WHAT YOU WILL DO: The reply should be one number: how many lines of the data below contain "links".

Collected data:
((

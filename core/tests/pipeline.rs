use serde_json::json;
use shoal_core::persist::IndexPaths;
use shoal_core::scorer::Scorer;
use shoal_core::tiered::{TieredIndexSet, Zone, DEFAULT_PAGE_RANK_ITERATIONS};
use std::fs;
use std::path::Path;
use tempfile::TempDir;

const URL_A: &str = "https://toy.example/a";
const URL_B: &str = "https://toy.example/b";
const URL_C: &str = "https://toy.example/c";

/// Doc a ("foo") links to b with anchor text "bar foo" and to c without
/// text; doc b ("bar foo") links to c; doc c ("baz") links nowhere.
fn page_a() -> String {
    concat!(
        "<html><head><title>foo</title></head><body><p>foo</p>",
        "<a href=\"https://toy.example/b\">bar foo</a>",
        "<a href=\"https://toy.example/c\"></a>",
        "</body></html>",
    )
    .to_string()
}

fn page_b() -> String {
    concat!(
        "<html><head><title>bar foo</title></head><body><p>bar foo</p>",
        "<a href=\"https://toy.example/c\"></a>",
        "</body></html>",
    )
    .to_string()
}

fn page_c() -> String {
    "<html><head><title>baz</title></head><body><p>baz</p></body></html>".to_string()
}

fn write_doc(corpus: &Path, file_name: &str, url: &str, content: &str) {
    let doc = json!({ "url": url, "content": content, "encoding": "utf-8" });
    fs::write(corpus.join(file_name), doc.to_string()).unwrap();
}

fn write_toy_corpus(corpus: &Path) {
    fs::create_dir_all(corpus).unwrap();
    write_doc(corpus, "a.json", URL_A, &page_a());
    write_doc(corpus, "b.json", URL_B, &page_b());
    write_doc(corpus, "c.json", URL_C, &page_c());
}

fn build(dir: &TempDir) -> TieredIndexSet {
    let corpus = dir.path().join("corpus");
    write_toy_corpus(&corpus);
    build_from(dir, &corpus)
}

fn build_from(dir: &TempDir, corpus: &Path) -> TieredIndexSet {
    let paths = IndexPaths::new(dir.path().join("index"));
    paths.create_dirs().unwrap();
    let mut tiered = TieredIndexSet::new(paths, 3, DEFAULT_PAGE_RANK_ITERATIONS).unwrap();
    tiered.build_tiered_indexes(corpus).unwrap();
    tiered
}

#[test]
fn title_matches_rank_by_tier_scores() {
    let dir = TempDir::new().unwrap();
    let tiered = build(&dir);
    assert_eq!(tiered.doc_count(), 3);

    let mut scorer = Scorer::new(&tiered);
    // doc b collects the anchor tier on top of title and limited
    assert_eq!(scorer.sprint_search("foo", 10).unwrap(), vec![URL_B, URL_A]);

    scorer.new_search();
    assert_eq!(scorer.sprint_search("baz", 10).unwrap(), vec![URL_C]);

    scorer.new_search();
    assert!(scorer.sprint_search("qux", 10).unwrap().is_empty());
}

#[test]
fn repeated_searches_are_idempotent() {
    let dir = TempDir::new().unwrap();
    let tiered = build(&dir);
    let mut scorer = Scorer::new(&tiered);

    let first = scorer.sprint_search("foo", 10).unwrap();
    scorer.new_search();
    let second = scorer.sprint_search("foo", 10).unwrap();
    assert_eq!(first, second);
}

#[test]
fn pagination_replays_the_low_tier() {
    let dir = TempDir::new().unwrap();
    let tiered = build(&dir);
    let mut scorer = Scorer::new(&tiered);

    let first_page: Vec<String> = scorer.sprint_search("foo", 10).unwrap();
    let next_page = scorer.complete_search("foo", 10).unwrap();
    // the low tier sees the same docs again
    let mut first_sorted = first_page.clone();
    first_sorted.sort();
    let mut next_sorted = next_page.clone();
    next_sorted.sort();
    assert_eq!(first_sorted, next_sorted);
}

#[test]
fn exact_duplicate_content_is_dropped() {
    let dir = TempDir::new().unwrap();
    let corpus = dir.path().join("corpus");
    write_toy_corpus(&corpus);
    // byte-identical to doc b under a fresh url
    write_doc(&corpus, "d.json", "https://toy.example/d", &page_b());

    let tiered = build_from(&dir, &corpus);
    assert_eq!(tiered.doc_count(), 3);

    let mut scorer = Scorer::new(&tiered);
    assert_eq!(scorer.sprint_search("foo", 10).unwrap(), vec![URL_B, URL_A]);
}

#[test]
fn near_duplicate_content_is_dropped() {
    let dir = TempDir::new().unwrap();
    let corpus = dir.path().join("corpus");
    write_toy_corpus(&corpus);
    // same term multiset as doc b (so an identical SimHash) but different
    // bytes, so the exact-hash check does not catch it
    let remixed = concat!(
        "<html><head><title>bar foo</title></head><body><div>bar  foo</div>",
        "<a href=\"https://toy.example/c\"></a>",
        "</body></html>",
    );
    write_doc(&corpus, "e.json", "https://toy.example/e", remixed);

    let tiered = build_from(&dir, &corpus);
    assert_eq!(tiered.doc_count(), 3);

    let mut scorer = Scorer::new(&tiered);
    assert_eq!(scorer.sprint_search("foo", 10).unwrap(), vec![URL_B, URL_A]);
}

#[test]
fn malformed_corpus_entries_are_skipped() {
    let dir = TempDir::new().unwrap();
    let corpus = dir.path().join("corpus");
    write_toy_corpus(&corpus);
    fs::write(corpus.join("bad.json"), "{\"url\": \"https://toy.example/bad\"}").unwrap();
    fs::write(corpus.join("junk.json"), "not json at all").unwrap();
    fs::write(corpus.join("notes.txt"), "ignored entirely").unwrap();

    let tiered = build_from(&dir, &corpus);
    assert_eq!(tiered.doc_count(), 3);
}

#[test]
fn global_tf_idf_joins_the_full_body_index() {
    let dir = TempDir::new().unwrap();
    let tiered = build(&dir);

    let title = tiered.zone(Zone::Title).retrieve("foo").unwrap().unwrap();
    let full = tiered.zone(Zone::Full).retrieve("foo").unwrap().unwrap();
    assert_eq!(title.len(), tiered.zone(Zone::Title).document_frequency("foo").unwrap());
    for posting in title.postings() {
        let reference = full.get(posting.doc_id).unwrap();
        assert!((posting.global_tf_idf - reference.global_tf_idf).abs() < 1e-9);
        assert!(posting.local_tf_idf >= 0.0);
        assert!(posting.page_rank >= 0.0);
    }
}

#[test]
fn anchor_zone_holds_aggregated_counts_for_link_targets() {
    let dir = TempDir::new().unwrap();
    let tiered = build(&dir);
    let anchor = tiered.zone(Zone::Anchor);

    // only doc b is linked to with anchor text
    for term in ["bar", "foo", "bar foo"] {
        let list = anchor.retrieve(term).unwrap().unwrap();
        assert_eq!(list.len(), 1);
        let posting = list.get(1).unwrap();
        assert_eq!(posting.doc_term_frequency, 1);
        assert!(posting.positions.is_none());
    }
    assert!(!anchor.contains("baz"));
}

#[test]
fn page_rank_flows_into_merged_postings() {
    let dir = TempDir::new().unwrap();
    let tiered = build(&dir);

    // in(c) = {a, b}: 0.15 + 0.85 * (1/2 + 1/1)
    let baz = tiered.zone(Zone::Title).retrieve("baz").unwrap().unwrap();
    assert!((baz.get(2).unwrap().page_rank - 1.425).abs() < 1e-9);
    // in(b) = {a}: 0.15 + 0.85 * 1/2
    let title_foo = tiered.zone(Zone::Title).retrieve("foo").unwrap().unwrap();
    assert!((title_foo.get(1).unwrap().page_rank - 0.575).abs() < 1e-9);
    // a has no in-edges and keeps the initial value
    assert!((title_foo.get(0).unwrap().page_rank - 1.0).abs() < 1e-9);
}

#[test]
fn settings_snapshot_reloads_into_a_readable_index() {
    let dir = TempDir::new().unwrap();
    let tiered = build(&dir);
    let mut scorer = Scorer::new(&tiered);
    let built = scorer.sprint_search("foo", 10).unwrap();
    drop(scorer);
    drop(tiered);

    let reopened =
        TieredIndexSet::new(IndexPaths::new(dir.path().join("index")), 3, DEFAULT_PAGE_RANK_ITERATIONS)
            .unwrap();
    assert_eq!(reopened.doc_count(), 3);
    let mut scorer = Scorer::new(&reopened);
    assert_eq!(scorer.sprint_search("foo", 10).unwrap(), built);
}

))

SOLUTION TO THIS PROBLEM: 2